Callahan turned and looked at the investigator. “Show me.”

They walked past Frank and Fujiko, still standing beside the Huey, on their way to his house, and the investigator showed him three places where someone had tried to force their way in. “She used a mason’s trowel to try and defeat the locks; apparently she gave up. Do you know who’s house this is?”

“Mine.”

“Oh, really? They must pay you guys pretty good.”

Callahan took out his key and they walked inside; everything looked in order – or did it? “Could you sweep the place for prints?”

“You sure? Doesn’t look like she gained entry…”

“Something doesn’t feel right. Like…”

“Yeah? Like what?”

Callahan went to the piano and looked around; everything looked okay, nothing appeared disturbed – but he could feel that something was wrong. He pulled out the music to his mother’s Second Concerto and sat at the piano…then he took a deep breath.

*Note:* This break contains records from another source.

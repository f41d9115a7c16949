// =============================================================================
// GOOGLE DRIVE REST CLIENT
// =============================================================================
//
// Implements the `DriveClient` port against the Drive v3 REST API:
// - `files.list` with a server-side full-text filter for document search
// - `files.export` for per-file plain-text/CSV content
//
// Requests carry both the API key (query parameter, as the JS client library
// does) and the OAuth bearer token from the session provider.

use super::auth::GoogleAuth;
use crate::core::drive::{DriveClient, DriveError, DriveFile, DriveFileKind, MAX_SEARCH_RESULTS};
use async_trait::async_trait;
use reqwest::Client;
use serde::Deserialize;
use std::sync::Arc;

const FILES_URL: &str = "https://www.googleapis.com/drive/v3/files";

/// The fields requested from `files.list`; everything else is dead weight.
const SEARCH_FIELDS: &str = "files(id, name, mimeType, webViewLink)";

/// Marker Google embeds in the error payload when the API key is rejected.
const API_KEY_INVALID_MARKER: &str = "API key not valid";

/// One file resource from a `files.list` response.
#[derive(Debug, Deserialize)]
#[serde(rename_all = "camelCase")]
struct FileResource {
    id: String,
    name: String,
    mime_type: String,
    web_view_link: Option<String>,
}

#[derive(Debug, Deserialize)]
struct FileList {
    #[serde(default)]
    files: Vec<FileResource>,
}

#[derive(Debug, Deserialize)]
struct DriveApiErrorDetail {
    message: String,
}

#[derive(Debug, Deserialize)]
struct DriveApiErrorResponse {
    error: DriveApiErrorDetail,
}

/// Builds the `files.list` query filter: full-text match restricted to the
/// recognized document types. Single quotes in the query are escaped so user
/// input cannot break out of the filter string.
fn build_search_query(query: &str) -> String {
    let escaped = query.replace('\'', "\\'");
    let kinds = DriveFileKind::ALL
        .iter()
        .map(|kind| format!("mimeType='{}'", kind.mime_type()))
        .collect::<Vec<_>>()
        .join(" or ");
    format!("fullText contains '{escaped}' and ({kinds})")
}

/// Decodes one search result. Types outside the recognized set cannot occur
/// given the filter, but the decode stays total and just drops them.
fn into_drive_file(resource: FileResource) -> Option<DriveFile> {
    let kind = DriveFileKind::from_mime_type(&resource.mime_type)?;
    Some(DriveFile {
        id: resource.id,
        name: resource.name,
        kind,
        web_view_link: resource.web_view_link.unwrap_or_default(),
        content: None,
    })
}

/// Maps a non-success `files.list` response to the error taxonomy: a
/// rejected API key gets its own variant, everything else is a generic
/// search failure.
fn classify_search_error(status: reqwest::StatusCode, body: &str) -> DriveError {
    let message = serde_json::from_str::<DriveApiErrorResponse>(body)
        .map(|e| e.error.message)
        .unwrap_or_else(|_| body.to_string());

    if message.contains(API_KEY_INVALID_MARKER) {
        DriveError::InvalidApiKey
    } else {
        DriveError::Search(format!("files.list returned {}: {}", status, message))
    }
}

/// Drive v3 client. Cheap to share behind the `Arc` blanket impl on the port.
pub struct GoogleDriveClient {
    http: Client,
    api_key: String,
    auth: Arc<GoogleAuth>,
}

impl GoogleDriveClient {
    pub fn new(api_key: impl Into<String>, auth: Arc<GoogleAuth>) -> Self {
        Self {
            http: crate::infra::http_client(),
            api_key: api_key.into(),
            auth,
        }
    }

    async fn bearer_token(&self) -> Result<String, DriveError> {
        self.auth
            .access_token()
            .await
            .map_err(|err| DriveError::Auth(err.to_string()))
    }
}

#[async_trait]
impl DriveClient for GoogleDriveClient {
    async fn search_files(&self, query: &str) -> Result<Vec<DriveFile>, DriveError> {
        let token = self.bearer_token().await?;
        let page_size = MAX_SEARCH_RESULTS.to_string();

        tracing::debug!(query, "searching Drive");

        let response = self
            .http
            .get(FILES_URL)
            .bearer_auth(&token)
            .query(&[
                ("q", build_search_query(query).as_str()),
                ("fields", SEARCH_FIELDS),
                ("pageSize", page_size.as_str()),
                ("key", self.api_key.as_str()),
            ])
            .send()
            .await
            .map_err(|err| DriveError::Search(err.to_string()))?;

        if !response.status().is_success() {
            let status = response.status();
            let body = response.text().await.unwrap_or_default();
            return Err(classify_search_error(status, &body));
        }

        let list: FileList = response
            .json()
            .await
            .map_err(|err| DriveError::Search(err.to_string()))?;

        Ok(list.files.into_iter().filter_map(into_drive_file).collect())
    }

    async fn export_file(&self, id: &str, kind: DriveFileKind) -> Result<String, DriveError> {
        let token = self.bearer_token().await?;
        let url = format!("{}/{}/export", FILES_URL, id);

        tracing::debug!(file_id = id, export_mime = kind.export_mime_type(), "exporting file");

        let response = self
            .http
            .get(&url)
            .bearer_auth(&token)
            .query(&[
                ("mimeType", kind.export_mime_type()),
                ("key", self.api_key.as_str()),
            ])
            .send()
            .await
            .map_err(|err| DriveError::Export(err.to_string()))?;

        if !response.status().is_success() {
            let status = response.status();
            let body = response.text().await.unwrap_or_default();
            return Err(DriveError::Export(format!(
                "files.export returned {}: {}",
                status, body
            )));
        }

        response
            .text()
            .await
            .map_err(|err| DriveError::Export(err.to_string()))
    }
}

“Come here, would you?” he said to the investigator. When the man was beside Callahan he took another deep breath. “Put your hand on my shoulder and close your eyes.”

“What?”

“Just do it.”

He felt the man’s hand resting on his upper arm and took one more deep breath. “I’m going to play a few chords on this piano, and I want you to think of the crime scene in the other house while I do. Then I want you to imagine, in your mind, that you can somehow follow the suspect…while I’m playing the piano. Understand?”

“No, not really…”

“Okay, here we go. Clear your mind, then think of the murder scene…and no matter what you think you see, don’t panic, and don’t say a word…”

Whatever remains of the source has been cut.